We all pitched in and took care of him. The sisters were always trying to get him to eat, to drink Ensure, milk, juice, milkshakes. We helped him to the restroom and fetched his pain and anti-nausea medicine. Tried to help him get comfortable. Moved his oxygen around from place to place.

It was tough. And yet, as Todd and I drove to the airport to fly home, I was overcome with a feeling that, instead of death being some big scary unknown as it had been, it was simply the next step for him. It didn't seem possible for someone that sick and uncomfortable to last much longer. And frankly, it was getting to the point that we didn't want him to - for his own sake. Something about all that was more okay for me than it had been before the trip.

And as all eyes had been on getting Roger out to Montana, after Todd and I left, all attention was then focused on getting him home. In a massive effort by his sisters, he did get home. And he died there almost exactly one week later.

That last week was hell: Roger required round-the-clock attention from Todd, his aunts, friends and others. Hospice was called in but probably too late to do much good. Multiple phone calls would occur throughout the day between the sisters, Brad and Todd and I.

The day before Roger died, Todd spent three hours stuck in traffic leaving Raleigh to drive up to the mountains for the weekend. I'm glad that he did. Todd was up with his dad throughout the night - it was a very bad night. Todd had tried to help him take some of his pills that morning but wasn't sure how successful he'd been. His dad was very quiet, withdrawn and too weak even to sit up. Early that afternoon, Roger took his last breaths surrounded by the love of his oldest son and three of his sisters.
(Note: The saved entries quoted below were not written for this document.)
//! Precompiled document artifacts.
//!
//! The cache never parses GraphQL text. External tooling compiles each
//! document (query, mutation, subscription, or named fragment) into an
//! [`Artifact`] carrying the operation metadata and a tree of [`Selection`]s,
//! and the cache consumes that record as-is. Artifacts round-trip through the
//! JSON shape emitted by the codegen (`kind`-tagged selection variants), so
//! they can be embedded in generated source or loaded at runtime.

use indexmap::IndexMap;
use serde::Deserialize;
use serde::Serialize;
use serde_json_bytes::Value as JSON;

pub type Variables = IndexMap<String, JSON>;

pub(crate) const TYPENAME_FIELD: &str = "__typename";

/// A precompiled document. Immutable once constructed; `name` is unique per
/// artifact and participates in memo keys.
#[derive(Debug, Clone, PartialEq, Serialize, Deserialize)]
pub struct Artifact {
    pub kind: OperationKind,
    pub name: String,
    pub selections: Vec<Selection>,
}

impl Artifact {
    pub fn new(kind: OperationKind, name: impl Into<String>, selections: Vec<Selection>) -> Self {
        Self {
            kind,
            name: name.into(),
            selections,
        }
    }

    pub fn query(name: impl Into<String>, selections: Vec<Selection>) -> Self {
        Self::new(OperationKind::Query, name, selections)
    }

    pub fn mutation(name: impl Into<String>, selections: Vec<Selection>) -> Self {
        Self::new(OperationKind::Mutation, name, selections)
    }

    pub fn subscription(name: impl Into<String>, selections: Vec<Selection>) -> Self {
        Self::new(OperationKind::Subscription, name, selections)
    }

    pub fn fragment(name: impl Into<String>, selections: Vec<Selection>) -> Self {
        Self::new(OperationKind::Fragment, name, selections)
    }
}

#[derive(
    Debug,
    Clone,
    Copy,
    PartialEq,
    Eq,
    Hash,
    Serialize,
    Deserialize,
    strum_macros::Display,
)]
#[serde(rename_all = "lowercase")]
pub enum OperationKind {
    #[strum(to_string = "query")]
    Query,
    #[strum(to_string = "mutation")]
    Mutation,
    #[strum(to_string = "subscription")]
    Subscription,
    #[strum(to_string = "fragment")]
    Fragment,
}

/// One node of a selection tree.
///
/// Dispatch over the three variants is a `match`; there is no trait object in
/// the traversal paths.
#[derive(Debug, Clone, PartialEq, Serialize, Deserialize)]
#[serde(tag = "kind", rename_all = "camelCase")]
pub enum Selection {
    Field(FieldSelection),
    FragmentSpread(FragmentSpreadSelection),
    InlineFragment(InlineFragmentSelection),
}

impl Selection {
    /// A leaf field selection with no alias, arguments, or subselections.
    pub fn field(name: impl Into<String>) -> Self {
        Self::Field(FieldSelection::new(name))
    }

    pub fn spread(name: impl Into<String>, selections: Vec<Selection>) -> Self {
        Self::FragmentSpread(FragmentSpreadSelection {
            name: name.into(),
            selections,
        })
    }

    pub fn inline(on: impl Into<String>, selections: Vec<Selection>) -> Self {
        Self::InlineFragment(InlineFragmentSelection {
            on: on.into(),
            selections,
        })
    }
}

impl From<FieldSelection> for Selection {
    fn from(field: FieldSelection) -> Self {
        Self::Field(field)
    }
}

/// A concrete field. `alias` affects the response shape only; storage identity
/// is always derived from `name` and the resolved arguments.
#[derive(Debug, Clone, PartialEq, Serialize, Deserialize)]
#[serde(rename_all = "camelCase")]
pub struct FieldSelection {
    pub name: String,
    /// The field's declared type name, carried through from the schema for
    /// tooling; the cache itself does not consult it.
    #[serde(rename = "type", default, skip_serializing_if = "Option::is_none")]
    pub ty: Option<String>,
    #[serde(default, skip_serializing_if = "Option::is_none")]
    pub alias: Option<String>,
    #[serde(default, skip_serializing_if = "is_false")]
    pub array: bool,
    #[serde(default = "default_true", skip_serializing_if = "is_true")]
    pub nullable: bool,
    #[serde(default, skip_serializing_if = "IndexMap::is_empty")]
    pub args: IndexMap<String, Argument>,
    /// Directive payloads are carried opaquely for tooling; the cache ignores
    /// them.
    #[serde(default, skip_serializing_if = "Option::is_none")]
    pub directives: Option<JSON>,
    #[serde(default, skip_serializing_if = "Option::is_none")]
    pub selections: Option<Vec<Selection>>,
}

impl FieldSelection {
    pub fn new(name: impl Into<String>) -> Self {
        Self {
            name: name.into(),
            ty: None,
            alias: None,
            array: false,
            nullable: true,
            args: IndexMap::new(),
            directives: None,
            selections: None,
        }
    }

    pub fn aliased(mut self, alias: impl Into<String>) -> Self {
        self.alias = Some(alias.into());
        self
    }

    pub fn arg(mut self, name: impl Into<String>, argument: Argument) -> Self {
        self.args.insert(name.into(), argument);
        self
    }

    pub fn select(mut self, selections: Vec<Selection>) -> Self {
        self.selections = Some(selections);
        self
    }

    /// The key this field occupies in a response object.
    pub fn response_key(&self) -> &str {
        self.alias.as_deref().unwrap_or(&self.name)
    }
}

/// Denotes a masking boundary. The fragment's inlined selections are carried
/// so traversal does not need a fragment registry.
#[derive(Debug, Clone, PartialEq, Serialize, Deserialize)]
pub struct FragmentSpreadSelection {
    pub name: String,
    pub selections: Vec<Selection>,
}

/// Conditional on the runtime `__typename` matching `on`.
#[derive(Debug, Clone, PartialEq, Serialize, Deserialize)]
pub struct InlineFragmentSelection {
    pub on: String,
    pub selections: Vec<Selection>,
}

#[derive(Debug, Clone, PartialEq, Serialize, Deserialize)]
#[serde(rename_all = "camelCase")]
pub enum Argument {
    Literal(JSON),
    Variable(String),
}

impl Argument {
    pub fn literal(value: impl Into<JSON>) -> Self {
        Self::Literal(value.into())
    }

    pub fn variable(name: impl Into<String>) -> Self {
        Self::Variable(name.into())
    }
}

/// Finds the response key under which `field_name` appears anywhere in this
/// selection set, looking through fragment spreads and inline fragments.
/// Returns the first match in selection order.
pub(crate) fn find_response_key<'a>(
    selections: &'a [Selection],
    field_name: &str,
) -> Option<&'a str> {
    for selection in selections {
        match selection {
            Selection::Field(field) => {
                if field.name == field_name {
                    return Some(field.response_key());
                }
            }
            Selection::FragmentSpread(spread) => {
                if let Some(key) = find_response_key(&spread.selections, field_name) {
                    return Some(key);
                }
            }
            Selection::InlineFragment(fragment) => {
                if let Some(key) = find_response_key(&fragment.selections, field_name) {
                    return Some(key);
                }
            }
        }
    }
    None
}

fn is_false(value: &bool) -> bool {
    !*value
}

fn is_true(value: &bool) -> bool {
    *value
}

fn default_true() -> bool {
    true
}

#[cfg(test)]
mod tests {
    use pretty_assertions::assert_eq;
    use serde_json_bytes::json;

    use super::*;

    fn user_query() -> Artifact {
        Artifact::query(
            "GetUser",
            vec![FieldSelection::new("user")
                .arg("id", Argument::variable("id"))
                .select(vec![
                    Selection::field("__typename"),
                    Selection::field("id"),
                    FieldSelection::new("name").aliased("displayName").into(),
                ])
                .into()],
        )
    }

    #[test]
    fn artifact_json_round_trip() {
        let artifact = user_query();
        let encoded = serde_json::to_string(&artifact).unwrap();
        let decoded: Artifact = serde_json::from_str(&encoded).unwrap();
        assert_eq!(artifact, decoded);
    }

    #[test]
    fn artifact_wire_shape() {
        let artifact: Artifact = serde_json::from_value(serde_json::json!({
            "kind": "query",
            "name": "GetUser",
            "selections": [
                {
                    "kind": "field",
                    "name": "user",
                    "args": { "id": { "variable": "id" } },
                    "selections": [
                        { "kind": "field", "name": "__typename" },
                        { "kind": "field", "name": "id" },
                        { "kind": "field", "name": "name", "alias": "displayName" }
                    ]
                }
            ]
        }))
        .unwrap();
        assert_eq!(artifact, user_query());
    }

    #[test]
    fn argument_wire_shape() {
        let literal: Argument = serde_json::from_value(serde_json::json!({ "literal": 10 })).unwrap();
        assert_eq!(literal, Argument::literal(10));
        let variable: Argument =
            serde_json::from_value(serde_json::json!({ "variable": "n" })).unwrap();
        assert_eq!(variable, Argument::variable("n"));
        assert_eq!(Argument::literal(json!(null)), Argument::Literal(JSON::Null));
    }

    #[test]
    fn response_key_prefers_alias() {
        let field = FieldSelection::new("name").aliased("displayName");
        assert_eq!(field.response_key(), "displayName");
        assert_eq!(FieldSelection::new("name").response_key(), "name");
    }

    #[test]
    fn find_response_key_looks_through_fragments() {
        let selections = vec![
            Selection::spread(
                "UserFields",
                vec![FieldSelection::new("__typename").aliased("tn").into()],
            ),
            Selection::inline("User", vec![Selection::field("id")]),
        ];
        assert_eq!(find_response_key(&selections, "__typename"), Some("tn"));
        assert_eq!(find_response_key(&selections, "id"), Some("id"));
        assert_eq!(find_response_key(&selections, "missing"), None);
    }

    #[test]
    fn operation_kind_display() {
        assert_eq!(OperationKind::Query.to_string(), "query");
        assert_eq!(OperationKind::Fragment.to_string(), "fragment");
    }
}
Martha, Susan, me, Todd, Roger, Brad, Nancy and Jane - May 2009
Hundreds of people showed up to pay their respects at Roger's visitation last Wednesday in Newland. Having spent his entire life there, he had touched many lives. We stood in line receiving people while they shared their favorite tidbits of him. It's funny how one person can be so many different things to so many different people. To me he will always be the quiet man sitting off to the side; a man of few words yet smart as can be; the slowest story teller of all time; a man who loved dogs and kids and fishing as much as anything; a man who loved to smoke and drink; and a man who got to spend part of his last weeks in a place that he dearly loved with those who dearly loved him.